Real-time multichannel deep speech enhancement in hearing aids: Comparing monaural and binaural processing in complex acoustic scenarios

2405.01967

Published 5/6/2024 by Nils L. Westhausen, Hendrik Kayser, Theresa Jansen, Bernd T. Meyer

🤿

Abstract

Deep learning has the potential to enhance speech signals and increase their intelligibility for users of hearing aids. Deep models suited for real-world application should feature a low computational complexity and low processing delay of only a few milliseconds. In this paper, we explore deep speech enhancement that matches these requirements and contrast monaural and binaural processing algorithms in two complex acoustic scenes. Both algorithms are evaluated with objective metrics and in experiments with hearing-impaired listeners performing a speech-in-noise test. Results are compared to two traditional enhancement strategies, i.e., adaptive differential microphone processing and binaural beamforming. While in diffuse noise, all algorithms perform similarly, the binaural deep learning approach performs best in the presence of spatial interferers. Through a post-analysis, this can be attributed to improvements at low SNRs and to precise spatial filtering.

Create account to get full access

Overview

Deep learning has the potential to enhance speech signals and increase their intelligibility for users of hearing aids.
Deep models suited for real-world application should feature low computational complexity and low processing delay of only a few milliseconds.
This paper explores deep speech enhancement that matches these requirements and contrasts monaural and binaural processing algorithms in two complex acoustic scenes.

Plain English Explanation

Deep learning, a type of artificial intelligence, could help improve the quality of speech signals for people who use hearing aids. To be useful in the real world, these deep learning models need to be able to do this processing quickly and efficiently, with low delays of just a few milliseconds.
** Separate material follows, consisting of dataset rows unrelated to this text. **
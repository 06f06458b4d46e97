//! Book model and related types

use chrono::{DateTime, Utc};
use serde::{Deserialize, Serialize};
use sqlx::FromRow;
use utoipa::ToSchema;

/// Book lifecycle status
#[derive(
    Debug, Clone, Copy, PartialEq, Eq, Serialize, Deserialize, sqlx::Type, ToSchema,
)]
#[serde(rename_all = "lowercase")]
#[sqlx(type_name = "book_status", rename_all = "lowercase")]
pub enum BookStatus {
    Available,
    Borrowed,
}

impl std::fmt::Display for BookStatus {
    fn fmt(&self, f: &mut std::fmt::Formatter<'_>) -> std::fmt::Result {
        match self {
            BookStatus::Available => write!(f, "available"),
            BookStatus::Borrowed => write!(f, "borrowed"),
        }
    }
}

/// Book record from the database
#[derive(Debug, Clone, Serialize, Deserialize, FromRow, ToSchema)]
pub struct Book {
    pub id: i32,
    pub title: String,
    pub author: String,
    pub isbn: String,
    pub status: BookStatus,
    pub created_at: DateTime<Utc>,
    pub updated_at: DateTime<Utc>,
}

/// Data for creating a new book
#[derive(Debug, Clone, Deserialize, ToSchema)]
pub struct CreateBook {
    pub title: String,
    pub author: String,
    pub isbn: String,
}

/// Partial update of a book's bibliographic fields.
/// Status is not updatable this way; it only moves through borrow/return.
#[derive(Debug, Clone, Default, Deserialize, ToSchema)]
pub struct UpdateBook {
    pub title: Option<String>,
    pub author: Option<String>,
    pub isbn: Option<String>,
}

/// Listing query parameters
#[derive(Debug, Default, Deserialize, ToSchema)]
pub struct BookQuery {
    pub status: Option<BookStatus>,
}

/// Counts over a set of books, recomputed on every listing.
/// Reflects the filtered view, not the whole catalog.
#[derive(Debug, Clone, Copy, PartialEq, Eq, Serialize, Deserialize, ToSchema)]
pub struct Statistics {
    pub total: i64,
    pub available: i64,
    pub borrowed: i64,
}

impl Statistics {
    /// Compute counts over a returned book set
    pub fn compute(books: &[Book]) -> Self {
        let available = books
            .iter()
            .filter(|b| b.status == BookStatus::Available)
            .count() as i64;
        let borrowed = books
            .iter()
            .filter(|b| b.status == BookStatus::Borrowed)
            .count() as i64;
        Self {
            total: books.len() as i64,
            available,
            borrowed,
        }
    }
}

/// Listing response: books plus statistics over the same set
#[derive(Debug, Serialize, Deserialize, ToSchema)]
pub struct BookListing {
    pub books: Vec<Book>,
    pub statistics: Statistics,
}

#[cfg(test)]
mod tests {
    use super::*;

    fn book(id: i32, status: BookStatus) -> Book {
        let now = Utc::now();
        Book {
            id,
            title: format!("Book {}", id),
            author: "Author".to_string(),
            isbn: format!("isbn-{}", id),
            status,
            created_at: now,
            updated_at: now,
        }
    }

    #[test]
    fn test_statistics_empty() {
        let stats = Statistics::compute(&[]);
        assert_eq!(stats.total, 0);
        assert_eq!(stats.available, 0);
        assert_eq!(stats.borrowed, 0);
    }

    #[test]
    fn test_statistics_counts_add_up() {
        let books = vec![
            book(1, BookStatus::Available),
            book(2, BookStatus::Borrowed),
            book(3, BookStatus::Available),
        ];
        let stats = Statistics::compute(&books);
        assert_eq!(stats.total, 3);
        assert_eq!(stats.available, 2);
        assert_eq!(stats.borrowed, 1);
        assert_eq!(stats.total, stats.available + stats.borrowed);
    }

    #[test]
    fn test_status_serializes_lowercase() {
        assert_eq!(
            serde_json::to_string(&BookStatus::Available).unwrap(),
            "\"available\""
        );
        assert_eq!(
            serde_json::to_string(&BookStatus::Borrowed).unwrap(),
            "\"borrowed\""
        );
    }
}
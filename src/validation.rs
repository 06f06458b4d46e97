//! Input validation for book operations
//!
//! Pure functions; every failure is an [`AppError::Validation`] and is
//! raised before any storage access.

use crate::{
    error::{AppError, AppResult},
    models::CreateBook,
};

/// Check that all required fields are present and non-empty
pub fn validate_book_data(data: &CreateBook) -> AppResult<()> {
    if data.title.trim().is_empty() || data.author.trim().is_empty() || data.isbn.trim().is_empty()
    {
        return Err(AppError::Validation(
            "Title, author, and ISBN are required".to_string(),
        ));
    }
    Ok(())
}

/// Check that an ISBN is a non-empty string.
/// Any non-empty string is accepted; no checksum or format enforcement.
pub fn validate_isbn(isbn: &str) -> AppResult<()> {
    if isbn.trim().is_empty() {
        return Err(AppError::Validation("ISBN is required".to_string()));
    }
    Ok(())
}

/// Parse a caller-supplied id into a positive integer.
/// Strict parse: trailing garbage is rejected, not truncated.
pub fn validate_id(id: &str) -> AppResult<i32> {
    match id.trim().parse::<i32>() {
        Ok(n) if n > 0 => Ok(n),
        _ => Err(AppError::Validation("Invalid book ID".to_string())),
    }
}

#[cfg(test)]
mod tests {
    use super::*;

    fn create_book(title: &str, author: &str, isbn: &str) -> CreateBook {
        CreateBook {
            title: title.to_string(),
            author: author.to_string(),
            isbn: isbn.to_string(),
        }
    }

    #[test]
    fn test_book_data_complete() {
        assert!(validate_book_data(&create_book("Dune", "Herbert", "123")).is_ok());
    }

    #[test]
    fn test_book_data_missing_fields() {
        assert!(validate_book_data(&create_book("", "Herbert", "123")).is_err());
        assert!(validate_book_data(&create_book("Dune", "", "123")).is_err());
        assert!(validate_book_data(&create_book("Dune", "Herbert", "")).is_err());
        // Whitespace-only counts as missing
        assert!(validate_book_data(&create_book("   ", "Herbert", "123")).is_err());
    }

    #[test]
    fn test_isbn_any_non_empty_string() {
        assert!(validate_isbn("978-0441013593").is_ok());
        assert!(validate_isbn("not-an-isbn-at-all").is_ok());
        assert!(validate_isbn("").is_err());
        assert!(validate_isbn("   ").is_err());
    }

    #[test]
    fn test_id_positive_integers() {
        assert_eq!(validate_id("1").unwrap(), 1);
        assert_eq!(validate_id("42").unwrap(), 42);
        assert_eq!(validate_id(" 7 ").unwrap(), 7);
    }

    #[test]
    fn test_id_rejects_bad_input() {
        assert!(validate_id("0").is_err());
        assert!(validate_id("-1").is_err());
        assert!(validate_id("abc").is_err());
        assert!(validate_id("").is_err());
        // Strict parse: no prefix truncation
        assert!(validate_id("12abc").is_err());
    }
}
This research paper looks at two different deep learning approaches to enhancing speech - one that uses information from just one microphone (monaural) and one that uses information from two microphones (binaural). They tested these approaches in two complex listening environments to see how well they work.

Technical Explanation

The researchers evaluated the monaural and binaural deep learning algorithms for speech enhancement using objective metrics and experiments with hearing-impaired listeners. They compared the performance of these deep learning approaches to two traditional enhancement strategies: adaptive differential microphone processing and binaural beamforming.

In environments with diffuse noise, all the algorithms performed similarly. However, the binaural deep learning approach outperformed the others when there were competing sounds coming from specific spatial locations (spatial interferers). A further analysis showed this was due to the binaural model's ability to precisely filter out the unwanted sounds and improve intelligibility, especially in low signal-to-noise ratio conditions.

Critical Analysis

The paper demonstrates the potential of deep learning techniques to enhance speech signals for hearing aid users in challenging real-world environments. However, it's important to note that the research was conducted in simulated acoustic scenes, and further testing would be needed to validate the performance in actual usage scenarios.

Additionally, the paper does not provide much detail on the specific deep learning architectures used or the training data and procedures. More information on these technical aspects would be helpful for others interested in replicating or building upon this research.

Conclusion

This research demonstrates that deep learning can be an effective approach for improving speech intelligibility for hearing aid users, particularly in situations with competing spatial sound sources. The binaural deep learning model showed promising results, outperforming traditional enhancement strategies. With further development and real-world testing, this technology could lead to significant improvements in the quality of life for those with hearing impairments.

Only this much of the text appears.